# Pandas Data Input/Output
Some general data files that data scientists utilize are:
- CSV
- Excel
- HTML
- SQL

To find all the files Pandas can read, look here:  
- https://pandas.pydata.org/pandas-docs/stable/reference/io.html

In [48]:
import pandas as pd

### Read CSV Files

In [49]:
# read the example.csv file as a DataFrame
df = pd.read_csv("io_files/example.csv")

df

Unnamed: 0,a,b,c,d
0,0,1,2,3
1,4,5,6,7
2,8,9,10,11
3,12,13,14,15


In [50]:
"""
output the DataFrame as a csv file called "example_output.csv",
ignore the index or else it may cause formatting issues
"""
df.to_csv("io_files/example_output.csv", index=False)

### Read Excel Files
- Can only import the data
- Cannot import formulas, images, or macros

In [51]:
# read "Sheet1" from example.xlsx as a DataFrame
df = pd.read_excel("io_files/example.xlsx", sheet_name="Sheet1")

df

Unnamed: 0,a,b,c,d
0,0,1,2,3
1,4,5,6,7
2,8,9,10,11
3,12,13,14,15


In [52]:
"""
output the DataFrame as a xlsx file called "example_output.xlsx",
ignore the index or else it may cause formatting issues
"""
df.to_excel("io_files/example_output.xlsx", sheet_name="Sheet1")

### Read HTML Files (Web-Scraping)
Pandas uses BeautifulSoup (a Python web-scraping library) to simplify the web-scraping process for us.
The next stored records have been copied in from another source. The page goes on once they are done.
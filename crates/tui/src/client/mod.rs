use api_types::{
    auth::{Credentials, LoginResponse},
    budget::{BudgetBody, BudgetStatus, BudgetView},
    expense::{ExpenseBody, ExpenseView},
    user::UserProfile,
};
use reqwest::{RequestBuilder, Response, Url};
use serde::de::DeserializeOwned;
use thiserror::Error;

use crate::{
    error::{AppError, Result},
    session::Session,
};

#[derive(Debug, Error)]
pub enum ClientError {
    #[error("unauthorized")]
    Unauthorized,
    #[error("forbidden")]
    Forbidden,
    #[error("not found")]
    NotFound,
    #[error("{0}")]
    Validation(String),
    #[error("{0}")]
    Server(String),
    #[error("{0}")]
    Transport(#[from] reqwest::Error),
}

pub type ClientResult<T> = std::result::Result<T, ClientError>;

/// REST client of the expense tracker API.
#[derive(Debug, Clone)]
pub struct ApiClient {
    base_url: Url,
    http: reqwest::Client,
}

impl ApiClient {
    pub fn new(base_url: &str) -> Result<Self> {
        let base_url = Url::parse(base_url)
            .map_err(|err| AppError::BaseUrl(format!("{base_url}: {err}")))?;
        if base_url.cannot_be_a_base() {
            return Err(AppError::BaseUrl(format!("{base_url} cannot be a base")));
        }
        Ok(Self {
            base_url,
            http: reqwest::Client::new(),
        })
    }

    /// Joins path segments onto the base URL, percent-encoding each one.
    fn endpoint(&self, segments: &[&str]) -> ClientResult<Url> {
        let mut url = self.base_url.clone();
        url.path_segments_mut()
            .map_err(|()| ClientError::Server(format!("invalid base_url: {}", self.base_url)))?
            .pop_if_empty()
            .extend(segments);
        Ok(url)
    }

    pub async fn login(&self, credentials: &Credentials) -> ClientResult<Session> {
        let url = self.endpoint(&["api", "auth", "login"])?;
        let res = send(self.http.post(url).json(credentials)).await?;
        let body = res.json::<LoginResponse>().await?;
        Ok(Session::new(credentials.username.clone(), body.token))
    }

    /// Returns the server's confirmation message.
    pub async fn register(&self, credentials: &Credentials) -> ClientResult<String> {
        let url = self.endpoint(&["api", "auth", "register"])?;
        let res = send(self.http.post(url).json(credentials)).await?;
        Ok(res.text().await?)
    }

    pub async fn me(&self, session: &Session) -> ClientResult<UserProfile> {
        let url = self.endpoint(&["api", "user", "me"])?;
        self.get_json(session, url).await
    }

    pub async fn expenses(&self, session: &Session) -> ClientResult<Vec<ExpenseView>> {
        let url = self.endpoint(&["api", "expenses"])?;
        self.get_json(session, url).await
    }

    pub async fn create_expense(&self, session: &Session, body: &ExpenseBody) -> ClientResult<()> {
        let url = self.endpoint(&["api", "expenses"])?;
        send(self.http.post(url).bearer_auth(session.token()).json(body)).await?;
        Ok(())
    }

    pub async fn update_expense(
        &self,
        session: &Session,
        id: i64,
        body: &ExpenseBody,
    ) -> ClientResult<()> {
        let url = self.endpoint(&["api", "expenses", &id.to_string()])?;
        send(self.http.put(url).bearer_auth(session.token()).json(body)).await?;
        Ok(())
    }

    pub async fn delete_expense(&self, session: &Session, id: i64) -> ClientResult<()> {
        let url = self.endpoint(&["api", "expenses", &id.to_string()])?;
        send(self.http.delete(url).bearer_auth(session.token())).await?;
        Ok(())
    }

    pub async fn budgets(&self, session: &Session) -> ClientResult<Vec<BudgetView>> {
        let url = self.endpoint(&["api", "budgets"])?;
        self.get_json(session, url).await
    }

    pub async fn create_budget(&self, session: &Session, body: &BudgetBody) -> ClientResult<()> {
        let url = self.endpoint(&["api", "budgets"])?;
        send(self.http.post(url).bearer_auth(session.token()).json(body)).await?;
        Ok(())
    }

    pub async fn update_budget(
        &self,
        session: &Session,
        id: i64,
        body: &BudgetBody,
    ) -> ClientResult<()> {
        let url = self.endpoint(&["api", "budgets", &id.to_string()])?;
        send(self.http.put(url).bearer_auth(session.token()).json(body)).await?;
        Ok(())
    }

    pub async fn delete_budget(&self, session: &Session, id: i64) -> ClientResult<()> {
        let url = self.endpoint(&["api", "budgets", &id.to_string()])?;
        send(self.http.delete(url).bearer_auth(session.token())).await?;
        Ok(())
    }

    pub async fn budget_status(
        &self,
        session: &Session,
        category: &str,
    ) -> ClientResult<BudgetStatus> {
        let url = self.endpoint(&["api", "budgets", category, "status"])?;
        self.get_json(session, url).await
    }

    async fn get_json<T: DeserializeOwned>(&self, session: &Session, url: Url) -> ClientResult<T> {
        let res = send(self.http.get(url).bearer_auth(session.token())).await?;
        Ok(res.json::<T>().await?)
    }
}

/// Sends the request and turns non-2xx statuses into `ClientError`.
async fn send(request: RequestBuilder) -> ClientResult<Response> {
    let res = request.send().await?;
    let status = res.status();
    if status.is_success() {
        return Ok(res);
    }

    let text = res.text().await.unwrap_or_default();
    let message = error_message(&text)
        .unwrap_or_else(|| status.canonical_reason().unwrap_or("unknown error").to_string());

    let err = match status.as_u16() {
        401 => ClientError::Unauthorized,
        403 => ClientError::Forbidden,
        404 => ClientError::NotFound,
        400 | 422 => ClientError::Validation(message),
        _ => ClientError::Server(message),
    };
    Err(err)
}

/// Error bodies are either `{"error": ..}` / `{"message": ..}` or plain text.
fn error_message(body: &str) -> Option<String> {
    let body = body.trim();
    if body.is_empty() {
        return None;
    }
    if let Ok(serde_json::Value::Object(map)) = serde_json::from_str::<serde_json::Value>(body) {
        for key in ["error", "message"] {
            if let Some(serde_json::Value::String(message)) = map.get(key) {
                return Some(message.clone());
            }
        }
    }
    Some(body.to_string())
}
The read_html method utilizes BeautifulSoup, and it allows us to utilize the parameters to find what we want from an HTML file.
- https://pandas.pydata.org/pandas-docs/version/0.23.4/generated/pandas.read_html.html

In [53]:
# (web-scraping) read the FDIC failed banklist HTML file as best as it can
bank_list = pd.read_html('http://www.fdic.gov/bank/individual/failed/banklist.html')
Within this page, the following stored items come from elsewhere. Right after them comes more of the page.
mod app;
mod client;
mod config;
mod error;
mod logging;
mod records;
mod session;
mod ui;

use crate::error::Result;

#[tokio::main]
async fn main() -> Result<()> {
    let config = config::load()?;
    logging::init(&config)?;
    let mut app = app::App::new(config)?;
    app.run().await?;
    Ok(())
}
# read_html outputs as a list, not a DataFrame (finds the <li> tag)
print(type(bank_list))

# therefore, cycle through the list until we find what we want
bank_list[0].head()

<class 'list'>


Unnamed: 0,Bank Name,City,ST,CERT,Acquiring Institution,Closing Date,Updated Date
0,Washington Federal Bank for Savings,Chicago,IL,30570,Royal Savings Bank,"December 15, 2017","February 1, 2019"
1,The Farmers and Merchants State Bank of Argonia,Argonia,KS,17719,Conway Bank,"October 13, 2017","February 21, 2018"
2,Fayette County Bank,Saint Elmo,IL,1802,"United Fidelity Bank, fsb","May 26, 2017","January 29, 2019"
3,"Guaranty Bank, (d/b/a BestBank in Georgia & Mi...",Milwaukee,WI,30003,First-Citizens Bank & Trust Company,"May 5, 2017","March 22, 2018"
4,First NBC Bank,New Orleans,LA,58302,Whitney Bank,"April 28, 2017","January 29, 2019"


# SQL Engine to Read Tables as DataFrames
It's better to use specific libraries to read-in tables from SQL.
- For MySQL: pip install pymysql
- For PostgreSQL: pip install psycopg2

However, we're still going to show how to do it with standard SQL in Pandas.

In [54]:
from sqlalchemy import create_engine

In [55]:
# create a temporary SQL-Lite engine that's running in memory
engine = create_engine("sqlite:///:memory:")

In [56]:
# Pandas will send the DataFrame as a table called "my_table" to the database
df.to_sql("my_table", engine)

In [57]:
# now read the "my_table" table from the SQL-Lite database
sql_df = pd.read_sql("my_table", con=engine)

sql_df

Unnamed: 0,index,a,b,c,d
0,0,0,1,2,3
1,1,4,5,6,7
2,2,8,9,10,11
3,3,12,13,14,15